_Data supplied_:

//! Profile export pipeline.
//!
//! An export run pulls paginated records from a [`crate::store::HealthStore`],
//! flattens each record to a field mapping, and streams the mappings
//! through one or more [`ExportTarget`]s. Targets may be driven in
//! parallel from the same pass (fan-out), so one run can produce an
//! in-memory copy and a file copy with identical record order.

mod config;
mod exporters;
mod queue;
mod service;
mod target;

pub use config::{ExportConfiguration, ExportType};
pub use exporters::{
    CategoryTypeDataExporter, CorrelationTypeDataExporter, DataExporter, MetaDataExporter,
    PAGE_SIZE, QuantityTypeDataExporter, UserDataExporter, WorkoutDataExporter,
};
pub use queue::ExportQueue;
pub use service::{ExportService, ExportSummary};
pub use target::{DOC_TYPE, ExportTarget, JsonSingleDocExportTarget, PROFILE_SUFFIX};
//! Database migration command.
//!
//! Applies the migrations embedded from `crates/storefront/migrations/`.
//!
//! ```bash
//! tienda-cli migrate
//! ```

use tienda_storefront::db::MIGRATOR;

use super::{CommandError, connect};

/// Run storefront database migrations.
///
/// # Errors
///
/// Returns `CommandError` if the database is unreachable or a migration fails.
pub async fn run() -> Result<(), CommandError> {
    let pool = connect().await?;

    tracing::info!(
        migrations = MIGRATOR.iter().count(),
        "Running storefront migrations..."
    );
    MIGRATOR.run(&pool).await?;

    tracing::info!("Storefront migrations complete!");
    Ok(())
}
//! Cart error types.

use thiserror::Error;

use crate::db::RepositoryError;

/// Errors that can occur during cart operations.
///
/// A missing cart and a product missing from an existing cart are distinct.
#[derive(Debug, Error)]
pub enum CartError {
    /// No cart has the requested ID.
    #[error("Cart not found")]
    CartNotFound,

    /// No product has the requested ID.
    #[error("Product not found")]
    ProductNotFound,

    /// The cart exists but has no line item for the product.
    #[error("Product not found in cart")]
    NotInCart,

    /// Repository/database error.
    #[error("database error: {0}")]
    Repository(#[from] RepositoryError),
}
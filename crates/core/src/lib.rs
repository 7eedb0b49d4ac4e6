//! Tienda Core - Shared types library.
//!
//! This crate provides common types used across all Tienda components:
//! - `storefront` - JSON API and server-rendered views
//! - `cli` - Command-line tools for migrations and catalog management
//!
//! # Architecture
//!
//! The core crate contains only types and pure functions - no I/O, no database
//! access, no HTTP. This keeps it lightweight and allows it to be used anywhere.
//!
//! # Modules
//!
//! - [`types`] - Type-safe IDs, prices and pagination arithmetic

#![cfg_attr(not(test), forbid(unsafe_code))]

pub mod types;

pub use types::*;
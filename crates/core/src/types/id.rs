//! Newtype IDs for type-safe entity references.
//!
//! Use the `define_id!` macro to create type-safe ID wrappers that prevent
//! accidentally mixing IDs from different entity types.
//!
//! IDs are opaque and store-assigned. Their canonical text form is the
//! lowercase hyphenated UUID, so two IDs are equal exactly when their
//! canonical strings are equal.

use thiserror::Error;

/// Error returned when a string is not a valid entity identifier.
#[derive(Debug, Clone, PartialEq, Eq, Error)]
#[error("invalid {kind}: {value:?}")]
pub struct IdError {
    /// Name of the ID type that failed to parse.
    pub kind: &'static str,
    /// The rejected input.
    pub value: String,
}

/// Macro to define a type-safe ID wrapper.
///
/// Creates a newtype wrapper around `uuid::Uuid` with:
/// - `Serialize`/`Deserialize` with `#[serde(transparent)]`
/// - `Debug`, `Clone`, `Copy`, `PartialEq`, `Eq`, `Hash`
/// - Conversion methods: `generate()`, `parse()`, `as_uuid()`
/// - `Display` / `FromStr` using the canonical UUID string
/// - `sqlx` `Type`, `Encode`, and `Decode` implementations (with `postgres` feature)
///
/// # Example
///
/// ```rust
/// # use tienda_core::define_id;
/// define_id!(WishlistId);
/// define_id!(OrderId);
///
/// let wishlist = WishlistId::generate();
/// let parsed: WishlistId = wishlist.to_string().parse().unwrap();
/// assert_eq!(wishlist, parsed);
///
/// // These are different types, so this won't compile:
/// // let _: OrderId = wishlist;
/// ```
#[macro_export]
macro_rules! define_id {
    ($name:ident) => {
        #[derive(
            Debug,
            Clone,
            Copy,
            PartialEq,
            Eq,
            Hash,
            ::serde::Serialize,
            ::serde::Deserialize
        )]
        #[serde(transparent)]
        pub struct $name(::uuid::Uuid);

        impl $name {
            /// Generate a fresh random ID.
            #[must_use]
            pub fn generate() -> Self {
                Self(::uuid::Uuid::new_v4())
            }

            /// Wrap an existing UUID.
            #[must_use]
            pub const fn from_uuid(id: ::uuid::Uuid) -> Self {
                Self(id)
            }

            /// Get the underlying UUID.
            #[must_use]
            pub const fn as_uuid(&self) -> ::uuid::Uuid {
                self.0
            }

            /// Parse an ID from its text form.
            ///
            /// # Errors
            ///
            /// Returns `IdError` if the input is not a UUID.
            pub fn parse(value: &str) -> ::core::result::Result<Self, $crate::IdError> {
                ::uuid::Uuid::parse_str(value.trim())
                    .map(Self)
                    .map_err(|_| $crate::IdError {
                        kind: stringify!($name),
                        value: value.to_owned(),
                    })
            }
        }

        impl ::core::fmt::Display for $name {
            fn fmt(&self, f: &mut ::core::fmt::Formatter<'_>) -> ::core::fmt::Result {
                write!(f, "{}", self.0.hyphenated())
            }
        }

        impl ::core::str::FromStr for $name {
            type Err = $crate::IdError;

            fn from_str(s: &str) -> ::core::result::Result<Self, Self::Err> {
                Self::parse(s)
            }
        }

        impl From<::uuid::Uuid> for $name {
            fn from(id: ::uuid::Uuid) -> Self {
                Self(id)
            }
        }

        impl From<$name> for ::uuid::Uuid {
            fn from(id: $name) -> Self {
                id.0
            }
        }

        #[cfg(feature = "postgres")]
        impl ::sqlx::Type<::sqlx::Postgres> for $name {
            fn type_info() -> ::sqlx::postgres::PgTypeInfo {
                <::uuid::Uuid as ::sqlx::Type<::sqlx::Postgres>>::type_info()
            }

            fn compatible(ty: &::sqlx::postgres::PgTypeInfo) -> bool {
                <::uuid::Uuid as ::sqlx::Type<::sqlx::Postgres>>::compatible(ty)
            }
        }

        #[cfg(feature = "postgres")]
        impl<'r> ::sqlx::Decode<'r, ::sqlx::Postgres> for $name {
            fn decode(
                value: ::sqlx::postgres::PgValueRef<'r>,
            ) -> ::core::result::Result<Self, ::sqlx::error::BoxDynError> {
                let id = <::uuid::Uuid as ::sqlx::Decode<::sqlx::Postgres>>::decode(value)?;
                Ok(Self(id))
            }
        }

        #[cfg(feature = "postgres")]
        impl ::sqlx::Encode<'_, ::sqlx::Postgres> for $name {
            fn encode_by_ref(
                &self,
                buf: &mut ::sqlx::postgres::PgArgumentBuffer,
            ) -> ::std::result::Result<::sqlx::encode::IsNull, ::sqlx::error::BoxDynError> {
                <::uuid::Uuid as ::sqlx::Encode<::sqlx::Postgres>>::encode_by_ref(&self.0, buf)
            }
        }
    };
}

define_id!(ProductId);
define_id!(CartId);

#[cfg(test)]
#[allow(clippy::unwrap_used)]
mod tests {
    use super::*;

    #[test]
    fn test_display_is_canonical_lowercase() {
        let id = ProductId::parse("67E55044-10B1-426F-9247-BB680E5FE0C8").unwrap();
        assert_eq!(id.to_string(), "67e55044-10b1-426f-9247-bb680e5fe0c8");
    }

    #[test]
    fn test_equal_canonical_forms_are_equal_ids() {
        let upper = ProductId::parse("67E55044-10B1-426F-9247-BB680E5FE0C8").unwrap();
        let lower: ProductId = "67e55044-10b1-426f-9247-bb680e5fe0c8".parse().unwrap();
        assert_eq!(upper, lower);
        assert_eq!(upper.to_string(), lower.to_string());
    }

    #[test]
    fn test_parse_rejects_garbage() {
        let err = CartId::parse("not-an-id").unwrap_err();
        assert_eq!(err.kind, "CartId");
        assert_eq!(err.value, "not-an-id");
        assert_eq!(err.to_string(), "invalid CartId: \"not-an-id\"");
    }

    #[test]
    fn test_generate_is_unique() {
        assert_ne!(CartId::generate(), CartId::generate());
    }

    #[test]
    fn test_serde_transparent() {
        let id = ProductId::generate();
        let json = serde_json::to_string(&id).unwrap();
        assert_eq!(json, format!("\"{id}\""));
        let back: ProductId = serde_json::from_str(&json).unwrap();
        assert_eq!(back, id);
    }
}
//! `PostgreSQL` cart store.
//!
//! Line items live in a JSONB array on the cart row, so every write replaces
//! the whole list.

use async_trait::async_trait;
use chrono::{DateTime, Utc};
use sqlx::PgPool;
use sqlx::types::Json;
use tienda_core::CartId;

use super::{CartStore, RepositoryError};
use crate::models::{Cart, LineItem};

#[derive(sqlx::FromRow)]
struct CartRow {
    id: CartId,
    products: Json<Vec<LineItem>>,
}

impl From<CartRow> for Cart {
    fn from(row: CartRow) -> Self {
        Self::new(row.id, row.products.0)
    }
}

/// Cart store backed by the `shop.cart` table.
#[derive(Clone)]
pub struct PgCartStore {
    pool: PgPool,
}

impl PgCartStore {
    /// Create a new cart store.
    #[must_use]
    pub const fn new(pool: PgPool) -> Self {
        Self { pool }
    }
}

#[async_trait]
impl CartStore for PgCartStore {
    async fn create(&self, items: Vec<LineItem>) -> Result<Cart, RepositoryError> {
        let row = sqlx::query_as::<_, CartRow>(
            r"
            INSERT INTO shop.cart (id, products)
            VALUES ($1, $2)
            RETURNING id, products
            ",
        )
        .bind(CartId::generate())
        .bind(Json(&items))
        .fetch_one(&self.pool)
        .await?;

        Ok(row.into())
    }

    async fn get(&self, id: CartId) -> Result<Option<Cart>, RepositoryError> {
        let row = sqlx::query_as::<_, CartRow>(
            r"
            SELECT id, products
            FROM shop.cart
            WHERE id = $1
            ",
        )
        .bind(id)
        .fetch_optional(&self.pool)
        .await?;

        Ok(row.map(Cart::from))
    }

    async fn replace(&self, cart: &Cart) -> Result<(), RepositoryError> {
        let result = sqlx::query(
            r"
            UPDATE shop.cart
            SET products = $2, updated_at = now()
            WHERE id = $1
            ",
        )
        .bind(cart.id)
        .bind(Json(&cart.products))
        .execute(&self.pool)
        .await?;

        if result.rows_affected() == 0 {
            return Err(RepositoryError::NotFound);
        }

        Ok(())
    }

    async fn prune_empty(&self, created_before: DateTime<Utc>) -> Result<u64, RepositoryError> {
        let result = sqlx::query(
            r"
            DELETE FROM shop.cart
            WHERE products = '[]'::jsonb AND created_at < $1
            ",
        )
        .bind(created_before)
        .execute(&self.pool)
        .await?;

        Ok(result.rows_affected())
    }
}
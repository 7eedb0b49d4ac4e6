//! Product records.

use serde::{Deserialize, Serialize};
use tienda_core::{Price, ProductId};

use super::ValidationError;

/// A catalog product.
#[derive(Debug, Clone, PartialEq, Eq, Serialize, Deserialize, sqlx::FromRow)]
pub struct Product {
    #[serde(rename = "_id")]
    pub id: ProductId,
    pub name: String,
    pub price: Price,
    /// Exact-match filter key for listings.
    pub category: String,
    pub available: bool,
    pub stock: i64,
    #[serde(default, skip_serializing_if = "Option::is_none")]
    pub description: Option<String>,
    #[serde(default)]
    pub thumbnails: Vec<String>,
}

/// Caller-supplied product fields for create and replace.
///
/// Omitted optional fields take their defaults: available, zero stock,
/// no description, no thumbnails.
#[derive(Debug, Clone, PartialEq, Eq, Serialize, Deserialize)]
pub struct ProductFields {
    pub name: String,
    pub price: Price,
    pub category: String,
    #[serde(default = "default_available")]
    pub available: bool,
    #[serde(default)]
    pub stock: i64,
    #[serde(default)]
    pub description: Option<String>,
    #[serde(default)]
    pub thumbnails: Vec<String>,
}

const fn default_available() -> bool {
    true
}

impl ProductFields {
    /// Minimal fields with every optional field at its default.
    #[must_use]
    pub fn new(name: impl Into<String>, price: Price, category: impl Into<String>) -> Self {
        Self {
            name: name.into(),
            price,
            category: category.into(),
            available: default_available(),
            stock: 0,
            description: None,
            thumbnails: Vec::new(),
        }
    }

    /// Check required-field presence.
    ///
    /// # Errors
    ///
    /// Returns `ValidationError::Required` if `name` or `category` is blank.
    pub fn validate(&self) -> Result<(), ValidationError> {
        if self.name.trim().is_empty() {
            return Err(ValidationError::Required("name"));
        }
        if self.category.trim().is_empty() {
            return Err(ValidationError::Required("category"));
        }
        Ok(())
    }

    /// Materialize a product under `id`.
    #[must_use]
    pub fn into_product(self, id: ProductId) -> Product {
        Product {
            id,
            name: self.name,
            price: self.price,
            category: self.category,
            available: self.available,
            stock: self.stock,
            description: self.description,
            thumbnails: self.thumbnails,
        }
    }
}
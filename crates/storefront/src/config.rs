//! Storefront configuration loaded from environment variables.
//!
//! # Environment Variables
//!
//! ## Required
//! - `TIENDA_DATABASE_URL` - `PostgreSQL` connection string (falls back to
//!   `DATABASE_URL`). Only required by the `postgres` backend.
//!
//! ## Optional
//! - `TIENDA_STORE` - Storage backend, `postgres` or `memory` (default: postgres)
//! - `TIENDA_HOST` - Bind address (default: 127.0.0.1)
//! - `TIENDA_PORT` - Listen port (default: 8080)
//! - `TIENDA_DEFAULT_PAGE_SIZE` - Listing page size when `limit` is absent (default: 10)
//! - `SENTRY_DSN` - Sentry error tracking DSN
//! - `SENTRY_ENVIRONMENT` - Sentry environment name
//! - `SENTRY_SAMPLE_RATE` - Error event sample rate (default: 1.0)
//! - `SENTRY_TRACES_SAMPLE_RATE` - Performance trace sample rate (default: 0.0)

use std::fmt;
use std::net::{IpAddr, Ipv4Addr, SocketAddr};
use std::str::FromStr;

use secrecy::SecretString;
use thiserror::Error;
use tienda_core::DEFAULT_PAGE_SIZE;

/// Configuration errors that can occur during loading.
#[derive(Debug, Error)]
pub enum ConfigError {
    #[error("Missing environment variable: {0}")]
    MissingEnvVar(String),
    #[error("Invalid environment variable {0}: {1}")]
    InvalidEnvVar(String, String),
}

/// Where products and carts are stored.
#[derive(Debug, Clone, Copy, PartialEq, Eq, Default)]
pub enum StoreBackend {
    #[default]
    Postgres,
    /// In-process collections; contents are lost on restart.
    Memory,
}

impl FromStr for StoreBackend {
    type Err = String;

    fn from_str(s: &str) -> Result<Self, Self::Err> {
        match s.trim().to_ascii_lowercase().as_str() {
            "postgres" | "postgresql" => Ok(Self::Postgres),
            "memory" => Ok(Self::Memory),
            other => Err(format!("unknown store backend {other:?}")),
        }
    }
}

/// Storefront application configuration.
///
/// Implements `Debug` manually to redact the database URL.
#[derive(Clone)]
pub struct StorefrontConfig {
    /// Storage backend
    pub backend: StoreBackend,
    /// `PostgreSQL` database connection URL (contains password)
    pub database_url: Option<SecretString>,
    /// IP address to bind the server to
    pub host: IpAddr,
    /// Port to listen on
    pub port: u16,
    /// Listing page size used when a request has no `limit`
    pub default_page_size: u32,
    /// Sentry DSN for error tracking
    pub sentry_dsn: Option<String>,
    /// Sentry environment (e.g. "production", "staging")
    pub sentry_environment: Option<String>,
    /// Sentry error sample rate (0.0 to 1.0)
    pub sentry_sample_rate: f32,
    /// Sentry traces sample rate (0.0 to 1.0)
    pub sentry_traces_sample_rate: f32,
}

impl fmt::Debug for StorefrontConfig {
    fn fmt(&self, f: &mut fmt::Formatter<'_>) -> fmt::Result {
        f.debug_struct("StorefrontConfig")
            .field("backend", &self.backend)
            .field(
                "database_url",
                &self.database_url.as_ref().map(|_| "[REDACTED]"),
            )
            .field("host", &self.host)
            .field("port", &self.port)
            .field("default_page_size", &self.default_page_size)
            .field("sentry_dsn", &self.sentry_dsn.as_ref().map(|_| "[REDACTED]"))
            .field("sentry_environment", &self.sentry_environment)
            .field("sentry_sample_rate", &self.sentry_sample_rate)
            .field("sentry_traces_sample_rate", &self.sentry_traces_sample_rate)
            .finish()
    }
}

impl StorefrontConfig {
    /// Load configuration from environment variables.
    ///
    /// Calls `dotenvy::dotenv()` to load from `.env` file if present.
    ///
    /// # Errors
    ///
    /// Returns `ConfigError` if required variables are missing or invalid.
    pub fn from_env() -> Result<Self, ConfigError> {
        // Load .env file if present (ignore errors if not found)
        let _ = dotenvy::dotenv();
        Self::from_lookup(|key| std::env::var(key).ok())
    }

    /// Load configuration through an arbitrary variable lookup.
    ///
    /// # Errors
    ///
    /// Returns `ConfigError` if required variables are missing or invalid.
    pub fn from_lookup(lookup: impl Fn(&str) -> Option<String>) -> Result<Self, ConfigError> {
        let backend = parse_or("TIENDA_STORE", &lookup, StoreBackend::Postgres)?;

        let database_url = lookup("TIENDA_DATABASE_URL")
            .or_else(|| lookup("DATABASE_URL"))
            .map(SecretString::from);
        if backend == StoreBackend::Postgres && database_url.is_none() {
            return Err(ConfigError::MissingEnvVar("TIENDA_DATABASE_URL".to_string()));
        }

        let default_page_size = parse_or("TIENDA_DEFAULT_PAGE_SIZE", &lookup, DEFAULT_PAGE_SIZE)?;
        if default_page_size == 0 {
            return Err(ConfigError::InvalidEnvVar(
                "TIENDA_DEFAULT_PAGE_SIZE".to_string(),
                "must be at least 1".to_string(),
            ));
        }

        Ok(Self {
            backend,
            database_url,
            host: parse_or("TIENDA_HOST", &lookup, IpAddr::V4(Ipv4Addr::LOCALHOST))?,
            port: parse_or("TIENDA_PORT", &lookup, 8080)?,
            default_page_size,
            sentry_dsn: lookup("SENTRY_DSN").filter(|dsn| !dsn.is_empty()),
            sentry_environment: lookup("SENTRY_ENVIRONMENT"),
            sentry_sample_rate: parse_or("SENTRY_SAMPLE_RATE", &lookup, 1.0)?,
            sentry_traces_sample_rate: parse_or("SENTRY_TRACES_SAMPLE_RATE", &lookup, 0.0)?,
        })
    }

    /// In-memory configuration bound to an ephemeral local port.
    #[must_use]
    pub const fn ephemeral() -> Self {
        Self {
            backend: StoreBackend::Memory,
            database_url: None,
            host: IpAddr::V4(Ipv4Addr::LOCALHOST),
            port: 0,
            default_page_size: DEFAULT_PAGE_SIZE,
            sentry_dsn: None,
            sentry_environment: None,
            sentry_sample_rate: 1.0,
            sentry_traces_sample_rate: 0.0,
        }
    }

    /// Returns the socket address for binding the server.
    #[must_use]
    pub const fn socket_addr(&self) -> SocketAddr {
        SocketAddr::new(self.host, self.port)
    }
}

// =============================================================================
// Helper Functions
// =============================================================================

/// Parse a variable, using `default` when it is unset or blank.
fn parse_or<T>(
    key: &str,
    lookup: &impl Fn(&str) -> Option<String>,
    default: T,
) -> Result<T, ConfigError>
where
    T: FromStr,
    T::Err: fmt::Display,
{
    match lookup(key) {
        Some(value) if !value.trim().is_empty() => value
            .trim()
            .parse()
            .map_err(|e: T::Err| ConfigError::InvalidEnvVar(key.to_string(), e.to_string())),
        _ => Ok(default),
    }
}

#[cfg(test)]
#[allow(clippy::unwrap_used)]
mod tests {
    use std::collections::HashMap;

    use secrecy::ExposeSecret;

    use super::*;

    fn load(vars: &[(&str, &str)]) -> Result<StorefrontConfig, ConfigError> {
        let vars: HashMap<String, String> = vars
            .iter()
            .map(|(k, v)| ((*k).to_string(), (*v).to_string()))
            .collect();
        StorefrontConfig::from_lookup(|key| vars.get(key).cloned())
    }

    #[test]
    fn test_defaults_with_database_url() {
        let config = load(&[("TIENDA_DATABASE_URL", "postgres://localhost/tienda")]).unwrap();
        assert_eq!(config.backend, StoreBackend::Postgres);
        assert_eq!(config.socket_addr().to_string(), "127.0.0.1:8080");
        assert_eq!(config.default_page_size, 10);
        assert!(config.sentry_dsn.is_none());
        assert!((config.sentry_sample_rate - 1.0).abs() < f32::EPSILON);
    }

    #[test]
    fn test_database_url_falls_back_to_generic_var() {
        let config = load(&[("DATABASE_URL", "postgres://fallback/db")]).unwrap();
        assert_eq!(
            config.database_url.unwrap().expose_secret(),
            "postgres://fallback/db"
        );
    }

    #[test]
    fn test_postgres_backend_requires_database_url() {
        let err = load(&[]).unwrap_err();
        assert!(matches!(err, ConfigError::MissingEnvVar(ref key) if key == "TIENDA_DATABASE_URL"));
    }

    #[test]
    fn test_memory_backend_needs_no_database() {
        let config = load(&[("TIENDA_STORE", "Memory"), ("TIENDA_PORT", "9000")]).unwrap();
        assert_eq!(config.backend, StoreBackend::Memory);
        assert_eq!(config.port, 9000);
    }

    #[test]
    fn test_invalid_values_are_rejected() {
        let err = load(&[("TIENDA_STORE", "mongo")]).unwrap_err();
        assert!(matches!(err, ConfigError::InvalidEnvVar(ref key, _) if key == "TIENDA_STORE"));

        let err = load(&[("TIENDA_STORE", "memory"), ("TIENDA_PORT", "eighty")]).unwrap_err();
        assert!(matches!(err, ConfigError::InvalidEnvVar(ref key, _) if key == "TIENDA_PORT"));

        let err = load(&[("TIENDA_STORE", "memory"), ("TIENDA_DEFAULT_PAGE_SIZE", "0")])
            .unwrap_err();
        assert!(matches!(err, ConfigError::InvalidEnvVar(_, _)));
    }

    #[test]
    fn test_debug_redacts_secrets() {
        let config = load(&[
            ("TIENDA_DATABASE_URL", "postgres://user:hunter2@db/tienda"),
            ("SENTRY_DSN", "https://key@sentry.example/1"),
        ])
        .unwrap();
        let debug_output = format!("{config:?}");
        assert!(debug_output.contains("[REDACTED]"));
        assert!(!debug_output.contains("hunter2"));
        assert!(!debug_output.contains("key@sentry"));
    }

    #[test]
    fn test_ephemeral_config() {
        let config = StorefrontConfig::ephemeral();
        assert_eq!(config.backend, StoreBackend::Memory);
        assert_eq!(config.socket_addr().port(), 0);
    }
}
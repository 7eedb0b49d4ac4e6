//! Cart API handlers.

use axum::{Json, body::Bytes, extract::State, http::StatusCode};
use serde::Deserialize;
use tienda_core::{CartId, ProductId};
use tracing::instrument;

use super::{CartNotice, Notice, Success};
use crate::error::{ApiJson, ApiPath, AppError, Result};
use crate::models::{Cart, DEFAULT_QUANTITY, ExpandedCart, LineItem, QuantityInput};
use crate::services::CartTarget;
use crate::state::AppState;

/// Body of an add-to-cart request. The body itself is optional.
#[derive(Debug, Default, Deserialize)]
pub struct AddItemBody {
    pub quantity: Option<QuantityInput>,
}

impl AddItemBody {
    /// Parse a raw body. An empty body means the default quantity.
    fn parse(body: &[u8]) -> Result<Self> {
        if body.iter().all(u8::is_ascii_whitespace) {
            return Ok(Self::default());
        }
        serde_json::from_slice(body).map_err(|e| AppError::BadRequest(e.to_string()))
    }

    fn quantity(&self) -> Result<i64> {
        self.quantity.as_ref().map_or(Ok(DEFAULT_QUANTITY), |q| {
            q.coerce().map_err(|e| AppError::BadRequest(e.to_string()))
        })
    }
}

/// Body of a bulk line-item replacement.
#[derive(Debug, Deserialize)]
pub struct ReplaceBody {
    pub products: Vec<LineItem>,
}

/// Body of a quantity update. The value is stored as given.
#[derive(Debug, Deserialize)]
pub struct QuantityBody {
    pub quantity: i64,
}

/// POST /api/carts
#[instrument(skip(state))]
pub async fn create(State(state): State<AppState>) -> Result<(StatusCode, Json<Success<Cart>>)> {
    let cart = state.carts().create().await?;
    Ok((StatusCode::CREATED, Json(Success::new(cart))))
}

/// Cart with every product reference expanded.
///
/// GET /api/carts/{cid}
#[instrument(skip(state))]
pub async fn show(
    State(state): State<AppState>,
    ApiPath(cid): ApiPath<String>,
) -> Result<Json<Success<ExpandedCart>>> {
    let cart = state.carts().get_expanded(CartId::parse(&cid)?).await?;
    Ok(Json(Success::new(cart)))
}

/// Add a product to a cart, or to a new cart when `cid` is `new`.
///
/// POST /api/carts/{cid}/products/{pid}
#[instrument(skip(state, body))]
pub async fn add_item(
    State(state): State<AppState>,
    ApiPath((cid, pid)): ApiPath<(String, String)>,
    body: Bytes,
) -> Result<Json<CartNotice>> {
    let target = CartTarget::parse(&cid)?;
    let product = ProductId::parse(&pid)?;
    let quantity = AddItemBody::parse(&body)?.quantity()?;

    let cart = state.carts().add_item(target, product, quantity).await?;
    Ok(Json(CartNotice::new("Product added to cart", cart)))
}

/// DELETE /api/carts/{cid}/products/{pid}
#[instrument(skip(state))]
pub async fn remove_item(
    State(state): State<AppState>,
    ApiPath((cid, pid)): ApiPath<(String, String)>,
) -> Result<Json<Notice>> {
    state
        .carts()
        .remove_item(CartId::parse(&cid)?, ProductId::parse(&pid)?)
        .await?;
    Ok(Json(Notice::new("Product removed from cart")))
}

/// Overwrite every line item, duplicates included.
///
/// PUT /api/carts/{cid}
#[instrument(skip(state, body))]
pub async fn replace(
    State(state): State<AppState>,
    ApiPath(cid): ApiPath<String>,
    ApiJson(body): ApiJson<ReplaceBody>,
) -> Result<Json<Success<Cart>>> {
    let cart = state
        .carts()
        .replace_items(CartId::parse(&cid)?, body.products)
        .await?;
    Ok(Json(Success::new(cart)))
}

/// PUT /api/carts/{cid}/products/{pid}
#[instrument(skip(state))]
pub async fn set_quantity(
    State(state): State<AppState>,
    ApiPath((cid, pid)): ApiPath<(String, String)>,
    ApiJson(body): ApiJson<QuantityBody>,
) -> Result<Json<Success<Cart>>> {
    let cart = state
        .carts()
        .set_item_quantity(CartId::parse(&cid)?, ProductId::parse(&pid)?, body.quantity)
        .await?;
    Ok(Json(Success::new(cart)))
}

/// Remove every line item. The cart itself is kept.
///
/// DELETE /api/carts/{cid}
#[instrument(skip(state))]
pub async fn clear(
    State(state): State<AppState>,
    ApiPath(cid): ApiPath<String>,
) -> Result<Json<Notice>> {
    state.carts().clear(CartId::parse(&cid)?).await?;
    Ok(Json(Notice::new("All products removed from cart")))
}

_Exercise goal_: Quote the records above from their first line through the line containing "pub async fn run()", both ends included.

_Worked solution_:
//! Profile export pipeline.
//!
//! An export run pulls paginated records from a [`crate::store::HealthStore`],
//! flattens each record to a field mapping, and streams the mappings
//! through one or more [`ExportTarget`]s. Targets may be driven in
//! parallel from the same pass (fan-out), so one run can produce an
//! in-memory copy and a file copy with identical record order.

mod config;
mod exporters;
mod queue;
mod service;
mod target;

pub use config::{ExportConfiguration, ExportType};
pub use exporters::{
    CategoryTypeDataExporter, CorrelationTypeDataExporter, DataExporter, MetaDataExporter,
    PAGE_SIZE, QuantityTypeDataExporter, UserDataExporter, WorkoutDataExporter,
};
pub use queue::ExportQueue;
pub use service::{ExportService, ExportSummary};
pub use target::{DOC_TYPE, ExportTarget, JsonSingleDocExportTarget, PROFILE_SUFFIX};
//! Database migration command.
//!
//! Applies the migrations embedded from `crates/storefront/migrations/`.
//!
//! ```bash
//! tienda-cli migrate
//! ```

use tienda_storefront::db::MIGRATOR;

use super::{CommandError, connect};

/// Run storefront database migrations.
///
/// # Errors
///
/// Returns `CommandError` if the database is unreachable or a migration fails.
pub async fn run() -> Result<(), CommandError> {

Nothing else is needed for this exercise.